Learn about CVE-2022-35986, a vulnerability in TensorFlow's `RaggedBincount` function that could lead to a denial of service attack. Understand the impact, affected systems, and mitigation steps.
TensorFlow is an open-source platform for machine learning that recently experienced a vulnerability in the
RaggedBincount
function. This vulnerability could lead to a denial of service attack due to a segfault issue. Find out more about CVE-2022-35986 below.
Understanding CVE-2022-35986
This section delves into the details of the vulnerability, its impact, technical description, affected systems, and mitigation strategies.
What is CVE-2022-35986?
CVE-2022-35986 involves a vulnerability in TensorFlow's
RaggedBincount
function, allowing attackers to trigger a denial of service attack through a segfault occurrence.
The Impact of CVE-2022-35986
The vulnerability has a CVSS base score of 5.9 (Medium severity) with high attack complexity and availability impact. It does not require any special privileges for exploitation and has a network attack vector.
Technical Details of CVE-2022-35986
In this section, we will explore the technical aspects of the vulnerability, including the description, affected systems and versions, and exploitation mechanism.
Vulnerability Description
The issue occurs when
RaggedBincount
receives an empty input tensor splits
, leading to a segfault that can be maliciously utilized for a denial of service attack.

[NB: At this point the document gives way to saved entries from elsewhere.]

use std::path::PathBuf;

use chrono::Utc;
use flapnet_network::NeuralNetwork;
use flapnet_training::{GenerationReport, Trainer, TrainingConfig};

use crate::{schema::model::TrainedModel, util};

const MODEL_NAME: &str = "flapnet";

#[derive(Debug, Clone, clap::Args)]
pub(crate) struct TrainArg {
    /// Number of candidates per generation
    #[arg(long, default_value_t = 10_000)]
    population: usize,
    /// Maximum number of generations
    #[arg(long, default_value_t = 100)]
    generations: usize,
    /// Mutation coefficient of the best-gene streak
    #[arg(long, default_value_t = 2.0)]
    base_mutation: f64,
    /// Mutation coefficient of the best-score streak
    #[arg(long, default_value_t = 1.0)]
    score_mutation: f64,
    /// Number of evaluations running at the same time
    #[arg(long, default_value_t = 20)]
    concurrency: usize,
    /// Steps after which a still-alive candidate stops being evaluated
    #[arg(long, default_value_t = 3_000_000)]
    max_steps: u64,
    /// Fitness at which training ends early
    #[arg(long, default_value_t = 50_000.0)]
    success_threshold: f64,
    /// Seed of the breeding generator
    #[arg(long)]
    seed: Option<u64>,
    /// Output file path [default: NN_<unix-timestamp>.json]
    #[arg(long)]
    output: Option<PathBuf>,
}

impl TrainArg {
    fn to_config(&self) -> TrainingConfig {
        TrainingConfig {
            population_size: self.population,
            generations: self.generations,
            base_mutation: self.base_mutation,
            score_mutation: self.score_mutation,
            concurrency: self.concurrency,
            max_steps: self.max_steps,
            success_threshold: self.success_threshold,
            seed: self.seed,
            ..TrainingConfig::default()
        }
    }
}

pub(crate) fn run(arg: &TrainArg) -> anyhow::Result<NeuralNetwork> {
    let config = arg.to_config();
    let mut trainer = Trainer::new(config.clone())?;
    eprintln!(
        "Training {} networks {:?} for up to {} generations",
        config.population_size, config.topology, config.generations
    );

    let outcome = trainer.run(print_report);

    eprintln!("Trained for {:.3?}", outcome.elapsed);
    if outcome.succeeded {
        eprintln!("Success threshold reached, training ended early.");
    }

    let trained_at = Utc::now();
    let path = arg
        .output
        .clone()
        .unwrap_or_else(|| TrainedModel::default_file_name(trained_at).into());
    let model = TrainedModel {
        name: MODEL_NAME.to_owned(),
        trained_at,
        generations: outcome.generations_run,
        final_fitness: outcome.fitness,
        succeeded: outcome.succeeded,
        config,
        network: (*outcome.network).clone(),
    };
    util::save_json_file("model", &model, &path)?;

    eprintln!();
    eprintln!("Model saved successfully");
    eprintln!("  Path: {}", path.display());
    eprintln!("  Name: {}", model.name);
    eprintln!("  Trained at: {}", model.trained_at);
    eprintln!("  Generations: {}", model.generations);
    eprintln!("  Final fitness: {:.4}", model.final_fitness);
    eprintln!("  Fingerprint: {}", model.network.gene());

    Ok(model.network)
}

fn print_report(report: &GenerationReport) {
    let GenerationReport {
        generation,
        generations,
        best_fitness,
        best_last_output,
        best_gene,
        mutation_rate,
        stats,
        exhausted,
        succeeded: _,
    } = report;

    eprintln!(
        "Generation #{} / {generations}: best {best_fitness:.4}, output {best_last_output:.4}, \
         fp {best_gene}, mut {mutation_rate:.2}, total {:.4}",
        generation + 1,
        stats.total,
    );
    eprintln!(
        "  fitness min {:.4}, mean {:.4}, max {:.4}",
        stats.min, stats.mean, stats.max,
    );
    log::debug!(
        "  fitness median {:.4}, std dev {:.4}, {exhausted} hit the step budget",
        stats.median,
        stats.std_dev,
    );
}

#[cfg(test)]
mod tests {
    use clap::Parser as _;

    use super::*;

    #[derive(Debug, clap::Parser)]
    struct Wrapper {
        #[command(flatten)]
        arg: TrainArg,
    }

    #[test]
    fn test_defaults_match_training_config() {
        let Wrapper { arg } = Wrapper::parse_from(["test"]);
        assert_eq!(arg.to_config(), TrainingConfig::default());
        assert_eq!(arg.output, None);
    }

    #[test]
    fn test_flags_override_config() {
        let Wrapper { arg } = Wrapper::parse_from([
            "test",
            "--population",
            "40",
            "--generations",
            "5",
            "--seed",
            "7",
            "--concurrency",
            "4",
        ]);
        let config = arg.to_config();
        assert_eq!(config.population_size, 40);
        assert_eq!(config.generations, 5);
        assert_eq!(config.seed, Some(7));
        assert_eq!(config.concurrency, 4);
        assert_eq!(config.base_mutation, 2.0);
    }
}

Affected Systems and Versions
The vulnerability affects TensorFlow versions prior to 2.7.2 and between 2.8.0 to 2.8.1, as well as 2.9.0 to 2.9.1.
Exploitation Mechanism
Attackers can exploit this vulnerability by providing specific input to the
RaggedBincount
function.
Mitigation and Prevention
This section covers the necessary steps to mitigate the risks posed by CVE-2022-35986.
Immediate Steps to Take
Users should update TensorFlow to version 2.10.0 where the issue has been patched. For versions 2.7.2, 2.8.1, and 2.9.1, the fix will be cherrypicked to address the vulnerability.
Long-Term Security Practices
It is recommended to keep TensorFlow and other software up-to-date to prevent such vulnerabilities in the future.
Patching and Updates
Regularly check for security advisories from TensorFlow and apply patches promptly to secure your systems.